Laptop beispielsweise. Und natürlich Coffee to go – diese Anglizismen setzten sich immer mehr durch, auch wenn Niederbayern immer etwas später dran ist als der Rest der Republik. Deswegen finde ich es total wichtig, dass es einen Tag der Muttersprache gibt, damit die Sprache nicht verloren geht und wir alle nicht irgendwann total konform miteinander reden.

Wird in Niederbayern eigentlich auch gegendert?

Ja, immer mehr! Natürlich hängt das davon ab, wo man hinkommt, und wie überall in Deutschland sind die Leute entweder voll dagegen oder voll dafür. Eine Mitte gibt es da scheinbar nicht. Ich finde es schade, dass die Fronten so verhärtet sind. Mir fehlt der Mittelweg. Ich lebe mittlerweile in Nürnberg, wo ich bei den feministischen Kickboxern dabei bin. Die legen enorm viel Wert darauf, dass richtig gegendert wird: Daher gibt es bei denen auch keine "Hampelmänner", sondern Hampelmenschen, die sind da sehr genau.

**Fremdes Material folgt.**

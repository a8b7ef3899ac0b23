use anyhow::Result;
use async_trait::async_trait;
use redis::AsyncCommands;
use shared::models::DeviceTokens;
use std::collections::HashMap;
use tokio::sync::RwLock;

/// Key-value lookup of a user's push delivery targets. `Ok(None)`
/// means the user record itself does not exist, which is distinct from
/// a record with no tokens.
#[async_trait]
pub trait TokenDirectory: Send + Sync {
    async fn lookup(&self, user_id: &str) -> Result<Option<DeviceTokens>>;
    async fn save(&self, user_id: &str, tokens: DeviceTokens) -> Result<()>;
}

#[derive(Clone)]
pub struct RedisTokenDirectory {
    conn_manager: redis::aio::ConnectionManager,
    key_prefix: String,
}

impl RedisTokenDirectory {
    pub fn new(conn_manager: redis::aio::ConnectionManager, key_prefix: String) -> Self {
        Self {
            conn_manager,
            key_prefix,
        }
    }

    fn tokens_key(&self, user_id: &str) -> String {
        format!("{}:user_tokens:{}", self.key_prefix, user_id)
    }
}

#[async_trait]
impl TokenDirectory for RedisTokenDirectory {
    async fn lookup(&self, user_id: &str) -> Result<Option<DeviceTokens>> {
        let mut conn = self.conn_manager.clone();
        let key = self.tokens_key(user_id);
        let json: Option<String> = conn.get(key).await?;
        match json {
            Some(s) => Ok(Some(serde_json::from_str(&s)?)),
            None => Ok(None),
        }
    }

    async fn save(&self, user_id: &str, tokens: DeviceTokens) -> Result<()> {
        let mut conn = self.conn_manager.clone();
        let key = self.tokens_key(user_id);
        let json = serde_json::to_string(&tokens)?;
        conn.set::<_, _, ()>(key, json).await?;
        Ok(())
    }
}

/// In-process directory for local development and tests.
#[derive(Debug, Default)]
pub struct MemoryTokenDirectory {
    users: RwLock<HashMap<String, DeviceTokens>>,
}

#[async_trait]
impl TokenDirectory for MemoryTokenDirectory {
    async fn lookup(&self, user_id: &str) -> Result<Option<DeviceTokens>> {
        let users = self.users.read().await;
        Ok(users.get(user_id).cloned())
    }

    async fn save(&self, user_id: &str, tokens: DeviceTokens) -> Result<()> {
        let mut users = self.users.write().await;
        users.insert(user_id.to_string(), tokens);
        Ok(())
    }
}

Andere wollen davon nichts wissen. Ich finde, jeder sollte da sein eigenes Ding machen und schauen, was taugt.

Ist Mundart eher ein Phänomen der dörflichen oder der ländlichen Regionen?

Weder noch. Nehmen wir das Beispiel Köln – das ist doch die Hochburg der Mundart. Ne, das lässt sich nicht festlegen, ob auf dem Land oder in der großen Stadt. Mundart ist allgegenwärtig. Glücklicherweise!

INFORMATION


Über den Künstler

Die deutsche Liedermacherin Karin Rabhansl ist am 23. Dezember 1986 in Hutthurm in Niederbayern geboren, lebt mittlerweile aber in Nürnberg. Sie ist Gitarristin und Sängerin und tritt solo sowie mit ihrer Band auf. Rabhansl singt in bayerischer Mundart und auf Hochdeutsch.

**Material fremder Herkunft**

pub mod config;
pub mod directory;
pub mod dispatch;
pub mod gateway;
pub mod server;

pub use config::DispatchServerConfig;
pub use server::run_server;
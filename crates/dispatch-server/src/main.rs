use dispatch_server::{run_server, DispatchServerConfig};
use tracing::info;
use tracing_subscriber::EnvFilter;

#[tokio::main]
async fn main() -> anyhow::Result<()> {
    // Load environment variables from a .env file if present (local dev)
    let _ = dotenvy::dotenv();
    tracing_subscriber::fmt()
        .with_env_filter(
            EnvFilter::try_from_default_env().unwrap_or_else(|_| EnvFilter::new("info")),
        )
        .with_target(false)
        .compact()
        .init();

    let config = DispatchServerConfig::from_env()?;
    info!(configuration = ?config, "Loaded dispatch server configuration");
    run_server(config).await
}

Über Rabhansls Geschichten schwebt stets die Erkenntnis, dass dieses Leben kein leichtes ist und noch nie war. Und dass die Welt kein per se guter oder schlechter, sondern oft einfach nur ein heikler Ort ist – seltsam und schön und zugleich doch immer voller Falltüren und Untiefen.

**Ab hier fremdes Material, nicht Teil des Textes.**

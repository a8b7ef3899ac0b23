use async_trait::async_trait;
use thiserror::Error;

#[derive(Debug, Error)]
#[error("call announcement failed: {0}")]
pub struct AnnounceError(pub String);

/// Native incoming-call presentation. One instance is constructed at
/// process start and handed to the relay; the relay never retries a
/// failed announcement.
#[async_trait]
pub trait CallAnnouncer: Send + Sync {
    async fn announce_incoming_call(
        &self,
        call_id: &str,
        handle: &str,
        has_video: bool,
    ) -> Result<(), AnnounceError>;
}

Im Frühjahr 2011 tourte Karin Rabhansl im Vorprogramm von Mathias Kellner durch Deutschland. Es folgten Konzerte und Festivalauftritte im deutschsprachigen Raum unter anderem mit LaBrassBanda, Stefan Dettl, Wolfgang Ambros, HMBC, Großstadtgeflüster, Ja, Panik, Heino und Agnostic Front. Aktuell hat die 36-Jährige ihr fünftes Album namens „Rodeo“ veröffentlicht (siehe CD-Tipp).

CD-TIpp - "Rodeo"

Musik aus dem bayerischen Wald – wer nun Vorurteile hegt, liegt richtig, denn es wird tatsächlich bayerisch gesungen. Klingt interessant und das ist es auch, wenngleich nicht jedes Lied auf Anhieb zu verstehen ist, denn niederbayerisch, das sprechen und verstehen wohl die wenigsten Westfalen auf Anhieb. Das macht die Musik von Karin Rebhansl, die mit „Rodeo“ ihr fünftes Album veröffentlicht, spannend. Unterstützt wird das Textliche durch einen treibenden, sehr gitarren- und somit rocklastigen Sound, der auf jeden Fall fesselnd ist. Hinzu kommen Bläserarrangements, Pianoklänge und einige Instrumente mehr. Fazit: Eine große musikalische Bandbreite wird hier abgefeiert, die – zumindest textlich – zwar etwas gewöhnungsbedürftig ist, doch großen Charme versprüht.